13-58 Comprehensive Budget Plan

Panther Corporation appeared to be experiencing a good year. Sales in the first quarter were one-third ahead of last year, and the sales department predicted that this rate would continue throughout the entire year. The controller asked Janet Nomura, a summer accounting intern, to prepare a draft forecast for the year and to analyze the differences from last year's results. She based the forecast on actual results obtained in the first quarter plus the expected costs of production to be completed in the remainder of the year. She worked with various department heads (production, sales, and so on) to get the necessary information.
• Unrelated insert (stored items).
//! Console command dispatcher.
//!
//! Parsed commands run against a [`RateControlTarget`] and their output is
//! written as text lines. The dispatcher stays `no_std` so the firmware and
//! the emulator share it.

use core::fmt;

use crate::arena::{ArenaError, StationArena, StationHandle};
use crate::descriptor::{
    Bandwidth, GuardInterval, LegacyRate, Preamble, RateDescriptor, vht_rate_absent,
};
use crate::station::StationStats;
use crate::telemetry::{RateInstant, StationEvents};

use super::catalog::{self, FormatTag};
use super::grammar::{self, Command, FixedCommand, FixedRequest, HelpCommand};
use super::status::StatusFormatter;

/// Terminator written after every output line.
pub const LINE_END: &str = "\r\n";

/// What the console can do to the stations it serves.
pub trait RateControlTarget {
    /// # Errors
    ///
    /// Returns [`ArenaError::UnknownStation`] for a handle with no station.
    fn station_stats(&self, station: StationHandle) -> Result<StationStats, ArenaError>;

    /// Calls `visit` once per associated station, in slot order.
    fn visit_stations(&self, visit: &mut dyn FnMut(StationHandle, &StationStats));

    /// # Errors
    ///
    /// Returns the arena's refusal.
    fn set_fixed_rate(
        &mut self,
        station: StationHandle,
        descriptor: RateDescriptor,
    ) -> Result<StationEvents, ArenaError>;

    /// # Errors
    ///
    /// Returns [`ArenaError::UnknownStation`] for a handle with no station.
    fn clear_fixed_rate(&mut self, station: StationHandle) -> Result<StationEvents, ArenaError>;
}

impl<I, const N: usize> RateControlTarget for StationArena<I, N>
where
    I: RateInstant,
{
    fn station_stats(&self, station: StationHandle) -> Result<StationStats, ArenaError> {
        self.get(station).map(|state| state.stats())
    }

    fn visit_stations(&self, visit: &mut dyn FnMut(StationHandle, &StationStats)) {
        for (handle, state) in self.iter() {
            visit(handle, &state.stats());
        }
    }

    fn set_fixed_rate(
        &mut self,
        station: StationHandle,
        descriptor: RateDescriptor,
    ) -> Result<StationEvents, ArenaError> {
        StationArena::set_fixed_rate(self, station, descriptor)
    }

    fn clear_fixed_rate(&mut self, station: StationHandle) -> Result<StationEvents, ArenaError> {
        StationArena::clear_fixed_rate(self, station)
    }
}

impl<T> RateControlTarget for &mut T
where
    T: RateControlTarget + ?Sized,
{
    fn station_stats(&self, station: StationHandle) -> Result<StationStats, ArenaError> {
        (**self).station_stats(station)
    }

    fn visit_stations(&self, visit: &mut dyn FnMut(StationHandle, &StationStats)) {
        (**self).visit_stations(visit);
    }

    fn set_fixed_rate(
        &mut self,
        station: StationHandle,
        descriptor: RateDescriptor,
    ) -> Result<StationEvents, ArenaError> {
        (**self).set_fixed_rate(station, descriptor)
    }

    fn clear_fixed_rate(&mut self, station: StationHandle) -> Result<StationEvents, ArenaError> {
        (**self).clear_fixed_rate(station)
    }
}

/// Side effects of a successful command, for telemetry.
#[derive(Clone, Debug, Default, PartialEq, Eq)]
pub struct CommandOutcome {
    pub station: Option<StationHandle>,
    pub events: StationEvents,
}

/// Errors surfaced while executing a command.
#[derive(Clone, Debug, PartialEq, Eq)]
pub enum CommandError<'a> {
    Parse(grammar::ParseError<'a>),
    Station(ArenaError),
    /// The request names a rate that does not exist.
    InvalidRate(&'static str),
    UnknownTopic(&'a str),
    /// The output sink refused a write.
    Output,
}

impl fmt::Display for CommandError<'_> {
    fn fmt(&self, f: &mut fmt::Formatter<'_>) -> fmt::Result {
        match self {
            CommandError::Parse(err) => err.fmt(f),
            CommandError::Station(err) => err.fmt(f),
            CommandError::InvalidRate(reason) => f.write_str(reason),
            CommandError::UnknownTopic(topic) => write!(f, "no help for `{topic}`"),
            CommandError::Output => f.write_str("output buffer full"),
        }
    }
}

impl<'a> From<grammar::ParseError<'a>> for CommandError<'a> {
    fn from(error: grammar::ParseError<'a>) -> Self {
        Self::Parse(error)
    }
}

impl From<ArenaError> for CommandError<'_> {
    fn from(error: ArenaError) -> Self {
        Self::Station(error)
    }
}

impl From<fmt::Error> for CommandError<'_> {
    fn from(_: fmt::Error) -> Self {
        Self::Output
    }
}

type CommandResult<'a> = Result<CommandOutcome, CommandError<'a>>;

/// Turns a parsed `fixed` request into a descriptor.
///
/// # Errors
///
/// Returns [`CommandError::InvalidRate`] for combinations that do not exist.
pub fn request_descriptor<'a>(request: &FixedRequest) -> Result<RateDescriptor, CommandError<'a>> {
    let guard = GuardInterval::from_short(request.short_gi);
    let bandwidth = || {
        Bandwidth::from_mhz(request.bandwidth_mhz)
            .ok_or(CommandError::InvalidRate("bandwidth must be 20, 40, 80 or 160"))
    };

    match request.format {
        FormatTag::Legacy => {
            let rate = LegacyRate::from_index(request.rate)
                .ok_or(CommandError::InvalidRate("unknown legacy rate"))?;
            Ok(RateDescriptor::legacy(
                rate,
                Preamble::from_long(request.long_preamble),
            ))
        }
        FormatTag::Ht => Ok(RateDescriptor::ht(
            request.rate,
            request.nss,
            bandwidth()?,
            guard,
        )),
        FormatTag::Vht => {
            let bandwidth = bandwidth()?;
            if vht_rate_absent(request.rate, request.nss, bandwidth) {
                return Err(CommandError::InvalidRate(
                    "VHT rate does not exist at this bandwidth",
                ));
            }
            Ok(RateDescriptor::vht(request.rate, request.nss, bandwidth, guard))
        }
    }
}

/// Executes console lines against a target.
pub struct CommandExecutor<T> {
    target: T,
}

impl<T> CommandExecutor<T> {
    pub const fn new(target: T) -> Self {
        Self { target }
    }

    pub fn target(&self) -> &T {
        &self.target
    }

    pub fn target_mut(&mut self) -> &mut T {
        &mut self.target
    }

    pub fn into_inner(self) -> T {
        self.target
    }
}

impl<T> CommandExecutor<T>
where
    T: RateControlTarget,
{
    /// Parses and executes one line, writing the reply to `out`.
    ///
    /// # Errors
    ///
    /// Returns [`CommandError`] for malformed lines, unknown stations,
    /// refused rates and a full output sink.
    pub fn execute<'a, W: fmt::Write>(&mut self, line: &'a str, out: &mut W) -> CommandResult<'a> {
        let command = grammar::parse(line)?;
        self.dispatch(command, out)
    }

    fn dispatch<'a, W: fmt::Write>(&mut self, command: Command<'a>, out: &mut W) -> CommandResult<'a> {
        match command {
            Command::Show => {
                self.write_show(out)?;
                Ok(CommandOutcome::default())
            }
            Command::Stats(station) => {
                let stats = self.target.station_stats(station)?;
                write_stats(out, station, &stats)?;
                Ok(CommandOutcome {
                    station: Some(station),
                    events: StationEvents::new(),
                })
            }
            Command::Fixed(FixedCommand { station, request }) => {
                let descriptor = request_descriptor(&request)?;
                let events = self.target.set_fixed_rate(station, descriptor)?;
                write!(out, "{station} fixed [{descriptor}]{LINE_END}")?;
                Ok(CommandOutcome {
                    station: Some(station),
                    events,
                })
            }
            Command::Auto(station) => {
                let events = self.target.clear_fixed_rate(station)?;
                write!(out, "{station} auto{LINE_END}")?;
                Ok(CommandOutcome {
                    station: Some(station),
                    events,
                })
            }
            Command::Help(HelpCommand { topic }) => {
                write_help(out, topic)?;
                Ok(CommandOutcome::default())
            }
        }
    }

    fn write_show<W: fmt::Write>(&self, out: &mut W) -> fmt::Result {
        let mut result = Ok(());
        let mut any = false;
        self.target.visit_stations(&mut |station, stats| {
            any = true;
            if result.is_ok() {
                result = StatusFormatter::new(stats)
                    .write_summary_line(out, station)
                    .and_then(|()| out.write_str(LINE_END));
            }
        });
        result?;
        if !any {
            write!(out, "no stations{LINE_END}")?;
        }
        Ok(())
    }
}

fn write_stats<W: fmt::Write>(
    out: &mut W,
    station: StationHandle,
    stats: &StationStats,
) -> fmt::Result {
    let formatter = StatusFormatter::new(stats);
    formatter.write_summary_line(out, station)?;
    out.write_str(LINE_END)?;
    formatter.write_chain_line(out)?;
    out.write_str(LINE_END)?;
    formatter.write_period_line(out)?;
    out.write_str(LINE_END)?;
    for index in 0..formatter.sample_rows() {
        formatter.write_sample_line(out, index)?;
        out.write_str(LINE_END)?;
    }
    Ok(())
}

fn write_help<'a, W: fmt::Write>(out: &mut W, topic: Option<&'a str>) -> Result<(), CommandError<'a>> {
    match topic {
        None => {
            for entry in catalog::commands() {
                write!(out, "{:<6} {}{LINE_END}", entry.name, entry.summary)?;
            }
        }
        Some(name) => {
            let entry = catalog::find(name).ok_or(CommandError::UnknownTopic(name))?;
            write!(out, "usage: {}{LINE_END}{}{LINE_END}", entry.usage, entry.summary)?;
        }
    }
    Ok(())
}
The results of these efforts follow:

Panther Corporation
Expected Account Balances for December 31, Year 2
Cash $4,800
Accounts receivable

$320,000

Inventory (January 1, year 2) $192,000
Plant and equipment $520,000
Accumulated depreciation $164,000
Accounts payable $180,000
Notes payable (due within one year) $200,000
Accrued payables $93,000
Common stock $280,000
Retained earnings $432,800
Sales revenue $2,400,000
Other income $36,000
Manufacturing costs:
Materials $852,000
Direct labor $872,000
Variable overhead $520,000
Depreciation $20,000
Other fixed overhead $31,000
Marketing:
Commissions $80,000
Salaries $64,000
Promotion and advertising $180,000
Administrative:
Salaries $64,000
Travel $10,000
Office costs $36,000
Income taxes ----
Dividends $20,000
$3,785,800 $3,785,800

Adjustments for the change in inventory and for income taxes have not been made. The scheduled production for this year is 450,000 units, and planned sales volume is 400,000 units. Sales and production volume was 300,000 units last year. The company uses a full-absorption costing and FIFO inventory system and is subject to a 40% income tax rate. The actual income statement for last year follows:

Panther Corporation
Statement of Income and Retained Earnings
For the Budget Year Ended December 31, Year 1
Revenues:
Sales revenue $1,800,000
Other income $60,000 $1,860,000
Expenses:
Cost of goods sold
Materials $528,000
Direct labor $540,000
Variable overhead $324,000
Fixed overhead $48,000
$1,440,000
Beginning inventory $192,000
$1,632,000
Ending inventory $192,000 $1,440,000
Selling:
Salaries $54,000
Commissions $60,000
Promotion and advertising $126,000 $240,000
General and administrative:
Salaries $56,000
Travel $8,000
Office costs $32,000 $96,000
Income taxes $33,600 $1,809,600
Operating profit $50,400
Beginning retained earnings $402,400
Subtotal $452,800
Less dividends $20,000
Ending retained earnings $432,800

Required

Prepare a budgeted income statement and balance sheet.